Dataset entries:
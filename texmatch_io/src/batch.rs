use std::path::PathBuf;

use texmatch_core::{AssignConfig, AssignmentEngine, MatchOutcome, Progress, build_index_with_progress};

use crate::error::{BatchError, ScanError};
use crate::loader::{FsLoader, ResourceHandle, ResourceLoader, load_sources, load_targets};
use crate::scan::expand_selection;
use crate::sink::{MaterialSlots, apply_outcome, clear_all};

/// What to assign: selected materials (files or folders) and where their textures live
#[derive(Debug, Clone, Default, PartialEq, Eq)]
pub struct BatchRequest {
    pub selection: Vec<PathBuf>,
    /// Texture directory; defaults to the folder holding the first selected material file
    pub texture_dir: Option<PathBuf>,
    /// Texture bound to unmatched materials when highlighting is on
    pub placeholder: Option<PathBuf>,
}

#[derive(Debug, Clone, PartialEq, Eq)]
pub enum MatchStatus {
    Exact,
    Fuzzy { matched: String, distance: usize },
    Unmatched,
}

impl<S, T> From<&MatchOutcome<'_, S, T>> for MatchStatus {
    fn from(outcome: &MatchOutcome<'_, S, T>) -> Self {
        match outcome {
            MatchOutcome::AssignedExact(_) => MatchStatus::Exact,
            MatchOutcome::AssignedFuzzy {
                matched, distance, ..
            } => MatchStatus::Fuzzy {
                matched: matched.clone(),
                distance: *distance,
            },
            MatchOutcome::Unmatched { .. } => MatchStatus::Unmatched,
        }
    }
}

/// Result for one material of a batch
#[derive(Debug, Clone, PartialEq)]
pub struct MaterialReport {
    pub material: ResourceHandle,
    pub name: String,
    pub status: MatchStatus,
    pub slots: MaterialSlots<ResourceHandle>,
}

/// Resolve the selection, group the textures and assign them to every selected material.
///
/// Missing directories and channel conflicts abort before any material is matched.
pub fn run_batch<P: Progress + ?Sized>(
    request: &BatchRequest,
    config: &AssignConfig,
    progress: &mut P,
) -> Result<Vec<MaterialReport>, BatchError> {
    let mut loader = FsLoader;

    let paths = expand_selection(&request.selection)?;
    let targets = load_targets(&mut loader, &paths)?;
    if targets.is_empty() {
        return Err(ScanError::EmptySelection.into());
    }

    let texture_dir = match &request.texture_dir {
        Some(dir) => dir.clone(),
        None => default_texture_dir(&paths).ok_or(ScanError::EmptySelection)?,
    };
    let sources = load_sources(&mut loader, &texture_dir)?;

    let placeholder = match (&request.placeholder, config.highlight_missing) {
        (Some(path), true) => Some(loader.load(path)?),
        (None, true) => {
            tracing::warn!("Highlighting missing textures without a placeholder texture");
            None
        }
        (_, false) => None,
    };

    let index = build_index_with_progress(&sources, &config.suffixes, progress)?;
    tracing::info!(
        "Grouped {} textures from '{}' into {} sets",
        sources.len(),
        texture_dir.display(),
        index.len()
    );

    let engine = AssignmentEngine::new(config);
    let reports = engine
        .assign_all_with_progress(&targets, &index, progress)
        .into_iter()
        .map(|(target, outcome)| {
            let mut slots = MaterialSlots::default();
            apply_outcome(&outcome, &mut slots, placeholder.as_ref());
            MaterialReport {
                material: target.handle.clone(),
                name: target.name.clone(),
                status: MatchStatus::from(&outcome),
                slots,
            }
        })
        .collect();
    Ok(reports)
}

/// Folder of the first resolved path; a bare file name resolves to the working directory
pub fn default_texture_dir(paths: &[PathBuf]) -> Option<PathBuf> {
    let parent = paths.first()?.parent()?;
    if parent.as_os_str().is_empty() {
        Some(PathBuf::from("."))
    } else {
        Some(parent.to_path_buf())
    }
}

/// Reset the texture bindings of every selected material, returning the materials touched
pub fn clear_batch(selection: &[PathBuf]) -> Result<Vec<ResourceHandle>, BatchError> {
    let mut loader = FsLoader;
    let paths = expand_selection(selection)?;
    let targets = load_targets(&mut loader, &paths)?;
    if targets.is_empty() {
        return Err(ScanError::EmptySelection.into());
    }

    let mut slots: Vec<MaterialSlots<ResourceHandle>> = targets.iter().map(|_| MaterialSlots::default()).collect();
    clear_all(slots.iter_mut());
    Ok(targets.into_iter().map(|target| target.handle).collect())
}
/// A texture known to the batch: its raw name plus whatever handle the caller
/// uses to reach the underlying resource.
#[derive(Debug, Clone, PartialEq, Eq, Hash)]
pub struct SourceItem<H> {
    pub name: String,
    pub handle: H,
}

impl<H> SourceItem<H> {
    pub fn new(name: impl Into<String>, handle: H) -> Self {
        Self {
            name: name.into(),
            handle,
        }
    }
}

/// A material that receives assignments.
#[derive(Debug, Clone, PartialEq, Eq, Hash)]
pub struct TargetItem<H> {
    pub name: String,
    pub handle: H,
}

impl<H> TargetItem<H> {
    pub fn new(name: impl Into<String>, handle: H) -> Self {
        Self {
            name: name.into(),
            handle,
        }
    }
}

Task:
Could you copy every line from the records that has "placeholder" in it?

Worked solution:
    pub placeholder: Option<PathBuf>,
    let placeholder = match (&request.placeholder, config.highlight_missing) {
            tracing::warn!("Highlighting missing textures without a placeholder texture");
            apply_outcome(&outcome, &mut slots, placeholder.as_ref());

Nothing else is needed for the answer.